Verbleib von Antibiotikaresistenzgenen in Kläranlagen
Verbleib von antibiotikaresistenzgenen in pflanzenkläranlagen.Im Fokus werden Chinolone stehen.
– praktisches erlernen des betriebs von pflanzenkläranlagen inkl. Messung verschiedener Summenparameter zur Abwassercharakterisierung wie chemischer Sauerstoffbedarf
-Analyse von Chinolonen in Proben aus Pflanzenklaranlagen
-Isolation von DNA proben aus Pflanzenkläranlagen
– Quantitative Nachweis mit quantitiver PCR von des Antibiotikaresistenzgenen qnr
– Isolation und molekularbiologische Charakterisierung von Chinolon-resistenten bakteria aus Pflanzenklaranlagen
Verbleib von Antibiotikaresistenzgenen in Pflanzenkläranlagen
1.Vorwort.
Die in der letzten Zeit durchgeführten Untersuchungen zeugen von Durchdringen der arzneiresistenten Bakterien in die Umwelt. Hauptsächlich dringen die Antibiotika in die Umwelt mit den Abwässern durch. Jahr für Jahr erhöht sich der Antibiotikaverbrauch in der Welt. Die Bakterien haben sich ein Immunsystem gegen Pharmazeutika in der Umwelt entwickelt, und nämlich z.B. Antibiotikaresistenz.
2.Ziel.
Ziel unserer Untersuchung war die Entdeckung der antibiotikaresistenten Bakterien und Genen.
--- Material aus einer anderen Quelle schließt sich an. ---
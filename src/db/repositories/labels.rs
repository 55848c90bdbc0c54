use diesel::prelude::*;

use crate::db::models::label::{Label, NewLabel};
use crate::db::soft_delete::Visibility;

pub struct LabelRepo;

impl LabelRepo {
    pub fn find_by_id(
        conn: &mut PgConnection,
        label_id: uuid::Uuid,
    ) -> Result<Option<Label>, diesel::result::Error> {
        use crate::schema::labels::dsl::*;
        labels.filter(id.eq(label_id)).select(Label::as_select()).first(conn).optional()
    }

    /// Name clash among active labels only; archived names may be reused.
    pub fn exists_by_name(
        conn: &mut PgConnection,
        label_name: &str,
        exclude_id: Option<uuid::Uuid>,
    ) -> Result<bool, diesel::result::Error> {
        use crate::schema::labels::dsl::*;
        let mut query = labels
            .filter(name.eq(label_name))
            .filter(is_deleted.eq(false))
            .into_boxed();
        if let Some(excluded) = exclude_id {
            query = query.filter(id.ne(excluded));
        }
        diesel::select(diesel::dsl::exists(query)).get_result(conn)
    }

    pub fn list(
        conn: &mut PgConnection,
        visibility: Visibility,
    ) -> Result<Vec<Label>, diesel::result::Error> {
        use crate::schema::labels::dsl::*;
        labels
            .filter(is_deleted.eq(visibility.is_deleted()))
            .order(name.asc())
            .select(Label::as_select())
            .load(conn)
    }

    /// Active labels linked to a task through active task-label rows.
    pub fn list_for_task(
        conn: &mut PgConnection,
        task_id: uuid::Uuid,
    ) -> Result<Vec<Label>, diesel::result::Error> {
        use crate::schema::{labels, task_labels};
        task_labels::table
            .inner_join(labels::table)
            .filter(task_labels::task_id.eq(task_id))
            .filter(task_labels::is_deleted.eq(false))
            .filter(labels::is_deleted.eq(false))
            .order(labels::name.asc())
            .select(Label::as_select())
            .load(conn)
    }

    pub fn insert(
        conn: &mut PgConnection,
        new_label: &NewLabel,
    ) -> Result<Label, diesel::result::Error> {
        diesel::insert_into(crate::schema::labels::table)
            .values(new_label)
            .returning(Label::as_returning())
            .get_result(conn)
    }

    pub fn rename(
        conn: &mut PgConnection,
        label_id: uuid::Uuid,
        new_name: &str,
    ) -> Result<Label, diesel::result::Error> {
        use crate::schema::labels::dsl::*;
        diesel::update(labels.filter(id.eq(label_id)))
            .set(name.eq(new_name))
            .returning(Label::as_returning())
            .get_result(conn)
    }

    pub fn soft_delete(
        conn: &mut PgConnection,
        label_id: uuid::Uuid,
    ) -> Result<Label, diesel::result::Error> {
        use crate::schema::labels::dsl::*;
        diesel::update(labels.filter(id.eq(label_id)))
            .set(is_deleted.eq(true))
            .returning(Label::as_returning())
            .get_result(conn)
    }
}
use diesel::prelude::*;

use crate::db::models::team::{NewTeam, Team, TeamChanges};
use crate::db::soft_delete::Visibility;

pub struct TeamRepo;

impl TeamRepo {
    pub fn find_by_id(
        conn: &mut PgConnection,
        team_id: uuid::Uuid,
    ) -> Result<Option<Team>, diesel::result::Error> {
        use crate::schema::teams::dsl::*;
        teams.filter(id.eq(team_id)).select(Team::as_select()).first(conn).optional()
    }

    pub fn exists_by_name(
        conn: &mut PgConnection,
        team_name: &str,
        exclude_id: Option<uuid::Uuid>,
    ) -> Result<bool, diesel::result::Error> {
        use crate::schema::teams::dsl::*;
        let mut query = teams.filter(name.eq(team_name)).into_boxed();
        if let Some(excluded) = exclude_id {
            query = query.filter(id.ne(excluded));
        }
        diesel::select(diesel::dsl::exists(query)).get_result(conn)
    }

    /// Lists teams on one side of the soft-delete flag, optionally restricted
    /// to the given ids.
    pub fn list(
        conn: &mut PgConnection,
        visibility: Visibility,
        team_ids: Option<Vec<uuid::Uuid>>,
    ) -> Result<Vec<Team>, diesel::result::Error> {
        use crate::schema::teams::dsl::*;
        let mut query = teams
            .filter(is_deleted.eq(visibility.is_deleted()))
            .into_boxed();
        if let Some(ids) = team_ids {
            query = query.filter(id.eq_any(ids));
        }
        query.order(created_at.desc()).select(Team::as_select()).load(conn)
    }

    pub fn list_owned_ids(
        conn: &mut PgConnection,
        user_id: uuid::Uuid,
    ) -> Result<Vec<uuid::Uuid>, diesel::result::Error> {
        use crate::schema::teams::dsl::*;
        teams
            .filter(owner_id.eq(user_id))
            .filter(is_deleted.eq(false))
            .select(id)
            .load(conn)
    }

    pub fn insert(
        conn: &mut PgConnection,
        new_team: &NewTeam,
    ) -> Result<Team, diesel::result::Error> {
        diesel::insert_into(crate::schema::teams::table)
            .values(new_team)
            .returning(Team::as_returning())
            .get_result(conn)
    }

    pub fn update(
        conn: &mut PgConnection,
        team_id: uuid::Uuid,
        changes: &TeamChanges,
    ) -> Result<Team, diesel::result::Error> {
        use crate::schema::teams::dsl::*;
        diesel::update(teams.filter(id.eq(team_id)))
            .set(changes)
            .returning(Team::as_returning())
            .get_result(conn)
    }

    pub fn soft_delete(
        conn: &mut PgConnection,
        team_id: uuid::Uuid,
    ) -> Result<Team, diesel::result::Error> {
        use crate::schema::teams::dsl::*;
        diesel::update(teams.filter(id.eq(team_id)))
            .set(is_deleted.eq(true))
            .returning(Team::as_returning())
            .get_result(conn)
    }
}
Die Untersuchungen wurden zwecks Entdeckung von gegen Chinolone resistenten Genen geführt. Wir wollten vor allen das qnrS Gen entdecken, das mit der Resistenz durch Ciprofloxacin verbunden ist.
3.Methoden und Techniken.
Die entnommenen Proben stammten von Pflanzenkläranlage in Langenreichenbach in Deutschland. Untersuchungmateriall wurde auf Müller-Hinton-Agar vorbereitet. Weiterhin wurden die Petrieschalen im Inkubator 24 Stunden bei 35 Grad aufbewahrt. Nach der Inkubation hat man die DNA abgesondert.Das wie oben beschrieben vorbereitete Material konnte weiter untersucht werden. Um die Gene zu entdecken mussten wir die PCR Methode anwenden. Die PCR Methode folgt auf Absonderung der DNA-Fragmente und Möglichkeit der Feststellung ihrer Länge. Die Entdeckungen der gegebenen Kette in der untersuchten Probe ist auch möglich. Bei der PCR Untersuchungen haben wir folgendes genutzt: GoTaq® Green Master Mix und die Primer in entsprechenden Ketten. Zur Elektrophorese hat man das Agarose-Gel 1,5% genutzt. Nach Elektrophorese wurde das Gel in Ethidiumbromid platziert und weiter hat man die Visualisierung der Ergebnisse gefertigt. Dank dem Produkt aus PCR konnten wird klonen um den Standard des qnrS Gens zur qPCR Untersuchung durchzuführen.
4.Ergebnisse.
Es wurden drei Gene entdeckt : qnrC, qnrD, qnrS. Unser Interesse lag bei qnrS Gen, das direkt mit der Resistenz auf Ciprofloxacin verbunden ist. Das wurde in den Protokollen aus Faulbehälter entdeckt.
Das Klonen verlief erfolgreich. Dank dem Produkt aus PCR haben wir den Standard zur Quantitativuntersuchung qPCR gesetzt.